When hashing is used to search a stoplist, the list must first be inserted into a hash table. Each token is then hashed into the table. If the resulting location is empty, the token is not a stopword, and is passed on; otherwise, comparisons must be made to determine whether the hashed value really matches the entries at that hash table location. If not, then the token is passed on; if so, the token is a word, and is eliminated from the token stream. This strategy is fast, but is slowed by the need to re-examine each character in a token to generate its hash value, and by the need to resolve collisions.

The hashing strategy can be improved by incorporating computation of hash values into the character-by-character processing of lexical analysis. The output of the lexical analysis phase is then a hash value as well as a token, with a small increase in the cost of lexical analysis. Some improvement can also be realized by generating a perfect hashing function for the stoplist (a perfect hashing function for a set of keys hashes the keys with no collisions-see Chapter 13). This minimizes the overhead of collision resolution, but has no effect on the number of collisions, which is sure to be large unless the hash table is enormous.

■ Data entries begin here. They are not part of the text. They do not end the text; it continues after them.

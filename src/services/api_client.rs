use reqwest::{Client, Method, RequestBuilder, Response};
use serde::de::DeserializeOwned;
use serde::Serialize;
use std::sync::Arc;

use crate::auth::{AuthSignal, SessionStore};
use crate::config::Settings;
use crate::error::ClientError;
use crate::middleware::auth::{bearer_headers, Rejection};
use crate::middleware::logging::{RequestLog, REQUEST_ID_HEADER};

/// HTTP gateway to the task tracker API.
///
/// Attaches the stored access token to every call and raises the
/// forced-logout signal whenever an authenticated call comes back 401.
pub struct ApiClient {
    client: Client,
    base_url: String,
    session_store: Arc<SessionStore>,
    signal: Arc<AuthSignal>,
}

impl ApiClient {
    pub fn new(
        settings: &Settings,
        session_store: Arc<SessionStore>,
        signal: Arc<AuthSignal>,
    ) -> Result<Self, ClientError> {
        settings
            .validate()
            .map_err(|e| ClientError::configuration(e.to_string()))?;

        let client = Client::builder()
            .timeout(settings.http_timeout())
            .user_agent(settings.user_agent.clone())
            .build()?;

        Ok(Self {
            client,
            base_url: settings.api_base_url.trim_end_matches('/').to_string(),
            session_store,
            signal,
        })
    }

    pub fn url(&self, path: &str) -> String {
        format!("{}/{}", self.base_url, path.trim_start_matches('/'))
    }

    pub async fn get<T: DeserializeOwned>(&self, path: &str) -> Result<T, ClientError> {
        let response = self.send(Method::GET, path, None::<&()>).await?;
        Self::decode(response).await
    }

    pub async fn post<B: Serialize + ?Sized>(&self, path: &str, body: &B) -> Result<(), ClientError> {
        self.send(Method::POST, path, Some(body)).await?;
        Ok(())
    }

    pub async fn put<B: Serialize + ?Sized>(&self, path: &str, body: &B) -> Result<(), ClientError> {
        self.send(Method::PUT, path, Some(body)).await?;
        Ok(())
    }

    pub async fn delete(&self, path: &str) -> Result<(), ClientError> {
        self.send(Method::DELETE, path, None::<&()>).await?;
        Ok(())
    }

    /// POST to an endpoint that does not take a session (the login endpoint).
    /// No bearer is attached and a 401 is returned as-is without raising the
    /// forced-logout signal.
    pub async fn post_public<B: Serialize + ?Sized>(
        &self,
        path: &str,
        body: &B,
    ) -> Result<Response, ClientError> {
        let log = RequestLog::start(&Method::POST, path);
        let request = self
            .client
            .post(self.url(path))
            .header(REQUEST_ID_HEADER, log.correlation_id.as_str())
            .json(body);

        let response = request.send().await.map_err(|e| {
            log.transport_failed(&e);
            ClientError::from(e)
        })?;
        log.completed(response.status());
        Ok(response)
    }

    async fn send<B: Serialize + ?Sized>(
        &self,
        method: Method,
        path: &str,
        body: Option<&B>,
    ) -> Result<Response, ClientError> {
        let log = RequestLog::start(&method, path);
        let token = self.session_store.access_token();

        let mut request: RequestBuilder = self
            .client
            .request(method, self.url(path))
            .headers(bearer_headers(token.as_deref())?)
            .header(REQUEST_ID_HEADER, log.correlation_id.as_str());
        if let Some(body) = body {
            request = request.json(body);
        }

        let response = request.send().await.map_err(|e| {
            log.transport_failed(&e);
            ClientError::from(e)
        })?;

        let status = response.status();
        log.completed(status);
        if status.is_success() {
            return Ok(response);
        }

        let text = response.text().await.unwrap_or_default();
        let rejection = Rejection::classify(status, &text);
        if let Rejection::SessionRejected(ref detail) = rejection {
            tracing::warn!(
                correlation_id = %log.correlation_id,
                path = %path,
                detail = %detail,
                "authentication rejected, raising forced logout"
            );
            self.signal.raise();
        }
        Err(rejection.into_error())
    }

    async fn decode<T: DeserializeOwned>(response: Response) -> Result<T, ClientError> {
        let bytes = response.bytes().await?;
        serde_json::from_slice(&bytes).map_err(ClientError::from)
    }
}

#[cfg(test)]
mod tests {
    use super::*;
    use crate::auth::rbac::Role;
    use crate::auth::{AuthRejectedListener, Session};
    use crate::models::User;
    use crate::storage::MemoryStorage;
    use std::sync::atomic::{AtomicUsize, Ordering};
    use wiremock::{
        matchers::{header, header_exists, method, path},
        Mock, MockServer, ResponseTemplate,
    };

    #[derive(Default)]
    struct Counter {
        hits: AtomicUsize,
    }

    impl AuthRejectedListener for Counter {
        fn on_auth_rejected(&self) {
            self.hits.fetch_add(1, Ordering::SeqCst);
        }
    }

    fn client_for(server: &MockServer, token: Option<&str>) -> (ApiClient, Arc<AuthSignal>) {
        let store = Arc::new(SessionStore::new(Arc::new(MemoryStorage::new())));
        if let Some(token) = token {
            store
                .save(&Session::new(
                    token.to_string(),
                    "R".to_string(),
                    User {
                        id: 1,
                        username: "alice".to_string(),
                        email: String::new(),
                        role: Role::Admin,
                        is_active: true,
                    },
                ))
                .unwrap();
        }
        let signal = Arc::new(AuthSignal::new());
        let client = ApiClient::new(&Settings::for_api(server.uri()), store, signal.clone()).unwrap();
        (client, signal)
    }

    #[tokio::test]
    async fn test_bearer_token_attached_when_present() {
        let mock_server = MockServer::start().await;

        Mock::given(method("GET"))
            .and(path("/tasks/"))
            .and(header("authorization", "Bearer A"))
            .and(header_exists("x-request-id"))
            .respond_with(ResponseTemplate::new(200).set_body_string("[]"))
            .expect(1)
            .mount(&mock_server)
            .await;

        let (client, _) = client_for(&mock_server, Some("A"));
        let tasks: Vec<serde_json::Value> = client.get("/tasks/").await.unwrap();
        assert!(tasks.is_empty());
    }

    #[tokio::test]
    async fn test_no_authorization_header_without_session() {
        let mock_server = MockServer::start().await;

        Mock::given(method("GET"))
            .and(path("/tasks/"))
            .respond_with(ResponseTemplate::new(200).set_body_string("[]"))
            .expect(1)
            .mount(&mock_server)
            .await;

        let (client, _) = client_for(&mock_server, None);
        let _: Vec<serde_json::Value> = client.get("tasks/").await.unwrap();

        let requests = mock_server.received_requests().await.unwrap();
        assert!(requests[0].headers.get("authorization").is_none());
    }

    #[tokio::test]
    async fn test_each_401_raises_signal_once() {
        let mock_server = MockServer::start().await;

        Mock::given(method("GET"))
            .respond_with(
                ResponseTemplate::new(401).set_body_string(r#"{"detail": "Token is invalid or expired"}"#),
            )
            .mount(&mock_server)
            .await;

        let (client, signal) = client_for(&mock_server, Some("stale"));
        let counter = Arc::new(Counter::default());
        let weak = Arc::downgrade(&counter);
        signal.subscribe(weak);

        let first = client.get::<serde_json::Value>("/tasks/").await.unwrap_err();
        let second = client.get::<serde_json::Value>("/users/").await.unwrap_err();

        match first {
            ClientError::Unauthorized(msg) => assert_eq!(msg, "Token is invalid or expired"),
            other => panic!("Expected Unauthorized error, got {:?}", other),
        }
        assert!(second.is_session_rejection());
        assert_eq!(signal.raised_count(), 2);
        assert_eq!(counter.hits.load(Ordering::SeqCst), 2);
    }

    #[tokio::test]
    async fn test_other_errors_pass_through_without_signal() {
        let mock_server = MockServer::start().await;

        Mock::given(method("DELETE"))
            .and(path("/tasks/4/"))
            .respond_with(ResponseTemplate::new(403).set_body_string(r#"{"detail": "Not allowed"}"#))
            .mount(&mock_server)
            .await;

        let (client, signal) = client_for(&mock_server, Some("A"));
        let err = client.delete("/tasks/4/").await.unwrap_err();

        match err {
            ClientError::Http { status, message } => {
                assert_eq!(status, 403);
                assert_eq!(message, "Not allowed");
            }
            other => panic!("Expected Http error, got {:?}", other),
        }
        assert_eq!(signal.raised_count(), 0);
    }

    #[tokio::test]
    async fn test_public_post_does_not_raise_signal() {
        let mock_server = MockServer::start().await;

        Mock::given(method("POST"))
            .and(path("/auth/login/"))
            .respond_with(ResponseTemplate::new(401))
            .mount(&mock_server)
            .await;

        let (client, signal) = client_for(&mock_server, Some("A"));
        let response = client
            .post_public("/auth/login/", &serde_json::json!({"username": "a", "password": "b"}))
            .await
            .unwrap();

        assert_eq!(response.status(), reqwest::StatusCode::UNAUTHORIZED);
        assert_eq!(signal.raised_count(), 0);
        let requests = mock_server.received_requests().await.unwrap();
        assert!(requests[0].headers.get("authorization").is_none());
    }

    #[test]
    fn test_url_joining() {
        let store = Arc::new(SessionStore::new(Arc::new(MemoryStorage::new())));
        let client = ApiClient::new(
            &Settings::for_api("http://localhost:8000/api/"),
            store,
            Arc::new(AuthSignal::new()),
        )
        .unwrap();
        assert_eq!(client.url("/tasks/"), "http://localhost:8000/api/tasks/");
        assert_eq!(client.url("users/3/"), "http://localhost:8000/api/users/3/");
    }
}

Although hashing is an excellent approach, probably the best implementation of stoplists is the second strategy: remove stoplist words as part of the lexical analysis process. Since lexical analysis must be done anyway, and recognizing even a large stoplist can be done at almost no extra cost during lexical analysis, this approach is extremely efficient. Furthermore, lexical analyzers that filter stoplists can be generated automatically, which is easier and less error-prone than writing stopword filters by hand.

The rest of this chapter presents a lexical analyzer generator for automatic indexing. The lexical analyzer generator accepts an arbitrary list of stopwords. It should be clear from the code presented here how to elaborate the generator, or the driver program, to fit other needs.

7.3.2 A Lexical Analyzer Generator

The heart of the lexical analyzer generator is its algorithm for producing a finite state machine. The algorithm presented here is based on methods of generating minimum state deterministic finite automata (DFAs) using derivatives of regular expressions (Aho and Ullman 1975) adapted for lists of strings. (A DFA is minimum state if it has a few states as possible.) This algorithm is similar to one described by Aho and Corasick (1975) for string searching.

During machine generation, the algorithm labels each state with the set of strings the machine would accept if that state were the initial state. It is easy to examine these state labels to determine: (a) the transition out of each state, (b) the target state for each transition, and (c) the states that are final states. For example, suppose a state is labeled with the set of strings {a, an, and, in, into, to}. This state must have transitions on a, i, and t. The transition on a must go to a state labeled with the set {n, nd, }, the transition on i to a state labeled {n, nto}, and the transition on t to a state labeled {o}. A state label L labeling a target state for a transition on symbol a is called a derivative label L with transition a. A state is made a final state if and only if its label contains the empty string.

An algorithm for generating a minimum state DFA using this labeling mechanism is presented in Figure 7.6. An example of a fully constructed machine appears in Figure 7.7.

create an initial state qo and label it with the input set Lo;

place qo in a state queue Q;

while Q is not empty do:

{

remove state qi from Q;

generate the derivative state labels from the label Li for qi;

for each derivative state label Lj with transition a:

{

if no state qj labelled Lj exists, create qj and put it in Q;

create an arc labelled a from qi to qj;

}

}

make all states whose label contains  final states.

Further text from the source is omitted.